Можно лишь удивляться тому, что архивисты, вместо того чтобы в приоритетном порядке проводить систематизацию практически миллиона, — как следует из процитированного письма, — дел, занимались уничтожением уже учтенных. Возможно, в этом был расчет на то, что дела* недоступные сейчас родственникам, едва ли будут доступны через многие годы, когда документация пройдет обработку, но сменятся поколения, каким-то образом ассоциирующие себя с участниками войны.
Зная, что дела, десятилетиями лежащие в связках, могут погибнуть от плохих условий хранения, каждый архивист решает для себя, как поступать. Если судьба архивного фонда его не волнует, то он удовлетворяется тем, что соблюдает свои формальные обязательства и не проявляет лишней инициативы. Если же сохранность и доступность документов для него важнее собственного удобства, а его аргументы не находят поддержки у руководства, архивист пойдет на предание этой ситуации огласке, если будет в этом видеть единственный выход из создавшейся ситуации.

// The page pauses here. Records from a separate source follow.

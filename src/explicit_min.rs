//! Explicit-minimum decorator
//!
//! [`ExplicitMin`] wraps any [`PersistentHeap`] and keeps a copy of its
//! minimum element next to it, making `find_min` O(1) even for strategies
//! whose own `find_min` scans (such as the binomial forest).
//!
//! The cache is maintained without rescanning:
//! - `insert` compares the new element with the cached minimum
//! - `merge` compares the two cached minima
//! - `delete_min` asks the underlying heap for its new minimum once, and
//!   falls back to the empty state when nothing is left
//!
//! # Example
//!
//! ```rust
//! use persistent_heaps::{ExplicitMinBinomialHeap, PersistentHeap};
//!
//! let heap = ExplicitMinBinomialHeap::of_list([7, 3, 9]);
//! assert_eq!(heap.find_min(), Ok(&3));
//!
//! let rest = heap.delete_min().unwrap();
//! assert_eq!(rest.find_min(), Ok(&7));
//! ```

use std::fmt;

use crate::facade::BinomialHeap;
use crate::traits::{HeapError, PersistentHeap};

/// A heap paired with a cached copy of its minimum
pub struct ExplicitMin<H: PersistentHeap> {
    cached: Option<Cached<H>>,
}

struct Cached<H: PersistentHeap> {
    min: H::Elem,
    heap: H,
}

/// Binomial heap with an O(1) `find_min`
pub type ExplicitMinBinomialHeap<T> = ExplicitMin<BinomialHeap<T>>;

impl<H: PersistentHeap> ExplicitMin<H> {
    /// Creates a new empty heap
    pub fn new() -> Self {
        ExplicitMin { cached: None }
    }

    /// Wraps an existing heap, reading its minimum once
    pub fn from_heap(heap: H) -> Self {
        match heap.find_min().ok().cloned() {
            Some(min) => Self::cache(min, heap),
            None => Self::new(),
        }
    }

    /// The wrapped heap, or `None` when empty
    pub fn heap(&self) -> Option<&H> {
        self.cached.as_ref().map(|c| &c.heap)
    }

    /// Unwraps the underlying heap
    pub fn into_inner(self) -> H {
        self.cached.map_or_else(H::empty, |c| c.heap)
    }

    fn cache(min: H::Elem, heap: H) -> Self {
        debug_assert!(heap.find_min() == Ok(&min));
        ExplicitMin {
            cached: Some(Cached { min, heap }),
        }
    }
}

impl<H: PersistentHeap> PersistentHeap for ExplicitMin<H> {
    type Elem = H::Elem;

    fn empty() -> Self {
        Self::new()
    }

    fn is_empty(&self) -> bool {
        self.cached.is_none()
    }

    fn len(&self) -> usize {
        self.cached.as_ref().map_or(0, |c| c.heap.len())
    }

    fn insert(&self, x: H::Elem) -> Self {
        match &self.cached {
            None => Self::cache(x.clone(), H::empty().insert(x)),
            Some(c) => {
                let min = if x < c.min { x.clone() } else { c.min.clone() };
                Self::cache(min, c.heap.insert(x))
            }
        }
    }

    fn merge(&self, other: &Self) -> Self {
        match (&self.cached, &other.cached) {
            (_, None) => self.clone(),
            (None, _) => other.clone(),
            (Some(a), Some(b)) => {
                let min = if a.min <= b.min { &a.min } else { &b.min };
                Self::cache(min.clone(), a.heap.merge(&b.heap))
            }
        }
    }

    fn find_min(&self) -> Result<&H::Elem, HeapError> {
        self.cached
            .as_ref()
            .map(|c| &c.min)
            .ok_or(HeapError::EmptyHeap)
    }

    fn delete_min(&self) -> Result<Self, HeapError> {
        let c = self.cached.as_ref().ok_or(HeapError::EmptyHeap)?;
        Ok(Self::from_heap(c.heap.delete_min()?))
    }

    /// Also checks that the cached minimum is the underlying heap's minimum
    fn verify_invariants(&self) -> bool {
        match &self.cached {
            None => true,
            Some(c) => c.heap.find_min() == Ok(&c.min) && c.heap.verify_invariants(),
        }
    }

    fn of_list_tournament<I: IntoIterator<Item = H::Elem>>(items: I) -> Self {
        Self::from_heap(H::of_list_tournament(items))
    }
}

impl<H: PersistentHeap> Clone for ExplicitMin<H> {
    fn clone(&self) -> Self {
        ExplicitMin {
            cached: self.cached.as_ref().map(|c| Cached {
                min: c.min.clone(),
                heap: c.heap.clone(),
            }),
        }
    }
}

impl<H: PersistentHeap> Default for ExplicitMin<H> {
    fn default() -> Self {
        Self::new()
    }
}

impl<H> fmt::Debug for ExplicitMin<H>
where
    H: PersistentHeap + fmt::Debug,
    H::Elem: fmt::Debug,
{
    fn fmt(&self, f: &mut fmt::Formatter<'_>) -> fmt::Result {
        match &self.cached {
            None => f.write_str("ExplicitMin::Empty"),
            Some(c) => f
                .debug_struct("ExplicitMin")
                .field("min", &c.min)
                .field("heap", &c.heap)
                .finish(),
        }
    }
}

impl<H: PersistentHeap> FromIterator<H::Elem> for ExplicitMin<H> {
    fn from_iter<I: IntoIterator<Item = H::Elem>>(iter: I) -> Self {
        Self::of_list(iter)
    }
}

impl<H: PersistentHeap> Extend<H::Elem> for ExplicitMin<H> {
    fn extend<I: IntoIterator<Item = H::Elem>>(&mut self, iter: I) {
        for x in iter {
            self.push(x);
        }
    }
}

У Шестопала была возможность дойти с докладными записками до начальника Генерального штаба, которому подчиняется Архивная служба Вооруженных сил (хотя это и было бы нарушением субординации, так как устав никогда не поощрял обращение к командованию через голову своего начальника), а при необходимости пожертвовать отношениями с коллегами и обратиться, например, на телевидение, чтобы сделать проблему публичной и хотя бы таким образом способствовать ее решению.
Нельзя исключать, что Шестопалу был выгоден бардак, при котором не систематизированные дела скапливались в связках. В случае если он категорически не хотел выдавать исследователю дело, которое хранилось в ЦАМО, Шестопал всегда мог списать недоступность документов именно на отсутствие систематизации.
Впрочем, заверения Шестопала в том, что хранить личные дела уже негде, были от лукавого. Архивист хорошо понимал, что освободит немалое пространство, передав РГВА профильные для московских коллег дела предвоенного периода. Однако передавать документацию коллегам не входило в его планы.
Еще до того, как он распознал во мне классового врага, Шестопал говорил, что дела военнослужащих, не участвовавших в Великой Отечественной войне, уничтожаются. Это признавали и его подчиненные, мотивируя уничтожение документов тем, что ЦАМО «незачем хранить документы тех, кто не участвовал в боевых действиях».
Потрошение фонда носило будничный характер.
12 марта 2007 г. я работал с делами, когда в кабинет к Шестопалу, держа в руках папку, зашел архивист. «Тут дело только сорокового года. Но он участник финской кампании. Что с ним делать? В пачку или к тем, которые…»
Посетитель не успел договорить, как находившиеся в помещении Шестопал и его помощница Ольга Егорова хором, словно бы опасались, что я узнаю лишнее, воскликнули: «В пачку!»
Этот обмен репликами легко расшифровать. Очевидно, архивисту было поручено найти несколько подлежащих уничтожению дел. По формальному временному признаку дело, завершенное в 1940 году, подлежало уничтожению, но, заглянув в подшитые бумаги, архивист обнаружил, что военнослужащий, хотя и не принимал участия в Великой Отечественной войне, успел повоевать против финнов.